El psicoanalista francés Jacques Lacan (1901-1981) abordó esta problemática en su tiempo desde diferentes perspectivas teóricas. Por ejemplo, en uno de sus Seminarios refiere ante el auditorio: "Nosotros, seres débiles, tenemos necesidad de sentido" (1969-70, p. 14). Tiene sentido destacar que no se excluye a sí mismo de dicha necesidad. Pocos años antes es más preciso a la hora de definir qué entiende por sentido: "Hay sentido para quienes, frente al muro, se complacen con las manchas de moho que resultan tan propicias para ser transformadas en madonas" (1971-72, p. 74). Seamos claros en este punto, no afirma que se pretenda engañar haciendo de una mancha de humedad en la pared la aparición de una Virgen, sino que existe un rasgo estructural en el ser hablante que tiende a introducir un sentido en lo que tiene frente a sus ojos.
En el campo de las psicoterapias es donde el sentido común constituye un potencial obstáculo al tratamiento, cuando no un desvío improcedente. Supongamos que un paciente, al querer evocar el nombre propio de su actual pareja, profiere para su sorpresa el nombre de un antiguo amor, es decir, aquello que Freud formalizó como un lapsus linguæ. Si el terapeuta se orienta a través del sentido común, buscará cerrar la significación en una interpretación que se impone como obvia: el inconsciente le recordaría al sujeto que su antiguo amor no ha caducado aún y sigue tan vigente como antaño. En cambio, si se abstiene de comprender, entonces podrá invitar a su paciente a tomar la palabra y asociar al respecto, si es que el lapsus en cuestión lo alude lo suficiente.
Es por esta vía de la asociación libre -donde es imprescindible que el terapeuta ceda la palabra- que un sujeto llegó a descubrir en su terapia que dicho lapsus no es igual a la fantasía de reanudar el lazo afectivo con su expareja, sino que aquello que realmente añoraba era el lugar que llegó a tener en esa familia política.
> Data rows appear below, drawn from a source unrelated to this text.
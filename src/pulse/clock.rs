//! Clock divider
//!
//! The pulse engine runs from the system clock through a fractional divider
//! (16 integer bits, 8 fractional bits), like an RP2040 PIO state machine. The
//! tick period follows from the divider actually programmed, not from the
//! requested rate.

use crate::{K7Error, Result};
use std::time::Duration;

/// Largest integer divider the hardware accepts
const MAX_DIVIDER: f64 = 65_536.0;

/// Fractional clock divider derived from the system clock
#[derive(Debug, Clone, Copy, PartialEq, Eq)]
pub struct ClockDivider {
    system_clock_hz: u32,
    integer: u32,
    fraction: u8,
}

impl ClockDivider {
    /// Compute the divider that brings `system_clock_hz` down to `tick_hz`
    pub fn new(system_clock_hz: u32, tick_hz: u32) -> Result<Self> {
        if system_clock_hz == 0 || tick_hz == 0 {
            return Err(K7Error::ConfigError("clock rates must be non-zero".into()));
        }
        let div = system_clock_hz as f64 / tick_hz as f64;
        if !(1.0..=MAX_DIVIDER).contains(&div) {
            return Err(K7Error::ConfigError(format!(
                "divider {div:.3} for {tick_hz} Hz from {system_clock_hz} Hz is out of range"
            )));
        }

        let mut integer = div.floor() as u32;
        let mut fraction = ((div - integer as f64) * 256.0).round() as u32;
        if fraction == 256 {
            integer += 1;
            fraction = 0;
        }
        if integer as f64 > MAX_DIVIDER {
            integer = MAX_DIVIDER as u32;
            fraction = 0;
        }

        Ok(ClockDivider {
            system_clock_hz,
            integer,
            fraction: fraction as u8,
        })
    }

    /// Integer part of the divider
    pub fn integer(&self) -> u32 {
        self.integer
    }

    /// Fractional part of the divider, in 1/256 steps
    pub fn fraction(&self) -> u8 {
        self.fraction
    }

    /// Divider as programmed
    pub fn divider(&self) -> f64 {
        self.integer as f64 + self.fraction as f64 / 256.0
    }

    /// Tick rate the divider produces
    pub fn tick_hz(&self) -> f64 {
        self.system_clock_hz as f64 / self.divider()
    }

    /// Duration of one tick
    pub fn tick_duration(&self) -> Duration {
        Duration::from_secs_f64(self.divider() / self.system_clock_hz as f64)
    }

    /// Number of whole ticks closest to `duration`
    pub fn ticks_for(&self, duration: Duration) -> u64 {
        (duration.as_secs_f64() * self.tick_hz()).round() as u64
    }
}
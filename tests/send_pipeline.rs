//! End-to-end transmission tests: storage -> validation -> sender -> engine -> line

use parking_lot::Mutex;
use std::sync::Arc;
use std::time::Duration;
use zxk7::pulse::{Level, PulseEngine, RecordingLine, Unpaced, WavOutputLine, WaveTiming};
use zxk7::sender::TapeSender;
use zxk7::status::{self, Display, Indicator, NoIndicator, Rgb};
use zxk7::storage::FsStorage;
use zxk7::{K7Error, PlayerConfig, ProgramName, PulseSink};

#[derive(Debug, Clone, Copy, PartialEq, Eq)]
enum Call {
    Settle(Duration),
    Byte(u8),
    Drain,
}

#[derive(Default)]
struct MockSink {
    calls: Mutex<Vec<Call>>,
}

impl PulseSink for MockSink {
    fn enqueue(&self, byte: u8) {
        self.calls.lock().push(Call::Byte(byte));
    }

    fn drain_wait(&self) {
        self.calls.lock().push(Call::Drain);
    }

    fn settle(&self, duration: Duration) {
        self.calls.lock().push(Call::Settle(duration));
    }
}

#[derive(Default)]
struct Screen {
    progress: Vec<u8>,
    status: Vec<String>,
}

impl Display for Screen {
    fn report_progress(&mut self, percent: u8) {
        self.progress.push(percent);
    }

    fn report_status(&mut self, message: &str) {
        self.status.push(message.to_string());
    }
}

#[derive(Default)]
struct Led(Vec<Rgb>);

impl Indicator for Led {
    fn set_indicator_color(&mut self, color: Rgb) {
        self.0.push(color);
    }
}

/// 200-byte buffer whose E_LINE declares 150 meaningful bytes
fn game_buffer() -> Vec<u8> {
    let mut buffer: Vec<u8> = (0..200).map(|i| (i * 7 % 0x7F) as u8).collect();
    buffer[0] = 0x00;
    buffer[11..13].copy_from_slice(&(0x4009u16 + 150).to_le_bytes());
    buffer[149] = 0x80;
    buffer
}

fn write_game(dir: &tempfile::TempDir) -> String {
    let path = dir.path().join("GAME.P");
    std::fs::write(&path, game_buffer()).unwrap();
    path.to_str().unwrap().to_string()
}

#[test]
fn test_send_file_byte_order() {
    let dir = tempfile::tempdir().unwrap();
    let path = write_game(&dir);
    let sink = MockSink::default();
    let config = PlayerConfig::default();
    let sender = TapeSender::new(&sink, &config);
    let mut screen = Screen::default();
    let mut led = Led::default();

    sender
        .send_file(&mut FsStorage, &path, &ProgramName::default(), &mut screen, &mut led)
        .unwrap();

    let buffer = game_buffer();
    let mut expected = vec![Call::Settle(Duration::from_secs(3)), Call::Byte(0x29), Call::Byte(0xB6)];
    expected.extend(buffer[..150].iter().map(|&b| Call::Byte(b)));
    expected.push(Call::Drain);
    assert_eq!(*sink.calls.lock(), expected);

    assert_eq!(screen.status, vec!["Sending".to_string(), path]);
    assert_eq!(screen.progress.first(), Some(&0));
    assert_eq!(screen.progress.last(), Some(&100));
    assert_eq!(led.0.last(), Some(&status::READY));
}

#[derive(Debug, Clone, Copy, PartialEq, Eq)]
enum Entry {
    Sink(Call),
    Progress(u8),
}

/// Sink and display writing into one shared log, to check their interleaving
#[derive(Clone, Default)]
struct Journal(Arc<Mutex<Vec<Entry>>>);

impl PulseSink for Journal {
    fn enqueue(&self, byte: u8) {
        self.0.lock().push(Entry::Sink(Call::Byte(byte)));
    }

    fn drain_wait(&self) {
        self.0.lock().push(Entry::Sink(Call::Drain));
    }

    fn settle(&self, duration: Duration) {
        self.0.lock().push(Entry::Sink(Call::Settle(duration)));
    }
}

impl Display for Journal {
    fn report_progress(&mut self, percent: u8) {
        self.0.lock().push(Entry::Progress(percent));
    }

    fn report_status(&mut self, _message: &str) {}
}

#[test]
fn test_complete_reported_only_after_drain() {
    let journal = Journal::default();
    let config = PlayerConfig::instant();
    let sender = TapeSender::new(&journal, &config);
    let mut display = journal.clone();

    sender
        .send_raw(&ProgramName::default(), &game_buffer(), &mut display, &mut NoIndicator)
        .unwrap();

    let log = journal.0.lock().clone();
    let drain = log
        .iter()
        .position(|e| *e == Entry::Sink(Call::Drain))
        .unwrap();
    assert_eq!(drain, log.len() - 2);
    assert_eq!(log[drain - 1], Entry::Sink(Call::Byte(0x80)));
    assert_eq!(log[drain + 1], Entry::Progress(100));
    let completes = log.iter().filter(|e| **e == Entry::Progress(100)).count();
    assert_eq!(completes, 1);
}

#[test]
fn test_missing_file_sends_nothing() {
    let sink = MockSink::default();
    let config = PlayerConfig::instant();
    let sender = TapeSender::new(&sink, &config);
    let mut screen = Screen::default();
    let mut led = Led::default();

    let result = sender.send_file(
        &mut FsStorage,
        "/nonexistent/GAME.P",
        &ProgramName::default(),
        &mut screen,
        &mut led,
    );
    assert!(matches!(result, Err(K7Error::StorageUnavailable { .. })));
    assert!(sink.calls.lock().is_empty());
    assert_eq!(screen.status.last().map(String::as_str), Some("File not available"));
    assert_eq!(led.0, vec![status::FAILURE]);
}

#[test]
fn test_engine_line_carries_whole_transmission() {
    let line = RecordingLine::new();
    let config = PlayerConfig {
        settle_ms: 10,
        ..PlayerConfig::default()
    };
    let engine = PulseEngine::start(&config, Box::new(line.clone()), Box::new(Unpaced)).unwrap();
    let sender = TapeSender::new(&engine, &config);
    let mut screen = Screen::default();

    sender
        .send_raw(&ProgramName::default(), &game_buffer(), &mut screen, &mut NoIndicator)
        .unwrap();
    assert!(!engine.is_draining());
    assert_eq!(engine.stats().bytes_shifted, 152);
    engine.shutdown().unwrap();

    let timing = WaveTiming::for_tick_rate(20_000.0).unwrap();
    let bytes: Vec<u8> = [0x29, 0xB6]
        .into_iter()
        .chain(game_buffer()[..150].iter().copied())
        .collect();
    let pulses: u32 = bytes.iter().map(|b| 4 * 8 + 5 * b.count_ones()).sum();
    let payload_ticks: u64 = bytes.iter().map(|&b| timing.byte_ticks(b) as u64).sum();

    let segments = line.segments();
    // 10 ms of settling silence comes first
    assert_eq!(segments[0], (Level::Low, 200));
    let highs = segments.iter().filter(|(l, _)| *l == Level::High).count();
    assert_eq!(highs as u32, pulses);
    assert_eq!(line.ticks_at(Level::High) + line.ticks_at(Level::Low), payload_ticks + 200);
}

#[test]
fn test_render_to_wav() {
    let dir = tempfile::tempdir().unwrap();
    let path = write_game(&dir);
    let wav_path = dir.path().join("game.wav");
    let config = PlayerConfig::instant();

    let line = WavOutputLine::create(&wav_path, &config).unwrap();
    let engine = PulseEngine::start(&config, Box::new(line), Box::new(Unpaced)).unwrap();
    let sender = TapeSender::new(&engine, &config);
    sender
        .send_file(
            &mut FsStorage,
            &path,
            &ProgramName::default(),
            &mut Screen::default(),
            &mut NoIndicator,
        )
        .unwrap();
    let ticks = engine.stats().ticks_emitted;
    engine.shutdown().unwrap();

    let reader = hound::WavReader::open(&wav_path).unwrap();
    assert_eq!(reader.spec().sample_rate, 44_100);
    assert_eq!(reader.spec().channels, 1);
    // 20 kHz ticks rendered at 44.1 kHz
    let expected = (ticks as f64 * 44_100.0 / 20_000.0).round() as i64;
    assert!((reader.len() as i64 - expected).abs() <= 1);
}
Como se aprecia, ambas interpretaciones suponen dos caminos radicalmente diferentes en la orientación del tratamiento. Una cosa es pensar que el sujeto sufre de un duelo amoroso en suspenso, no efectuado, y otra muy distinta es captar que en aquella familia política se sentía alojado a diferencia de su familia de origen, al menos en la interpretación que él mismo construyó sobre su lugar en el mundo de los afectos.
El sentido común cumple aquí la función de un señuelo imaginario que engaña, por ello Lacan recomendaba a los analistas cuidarse de comprender: "Si comprendo, paso, no me detengo en eso, porque ya comprendí" (1955-56, p. 75). En su enunciación mínima, no comprender es abrirse a la singularidad que habita detrás del llamado sentido común.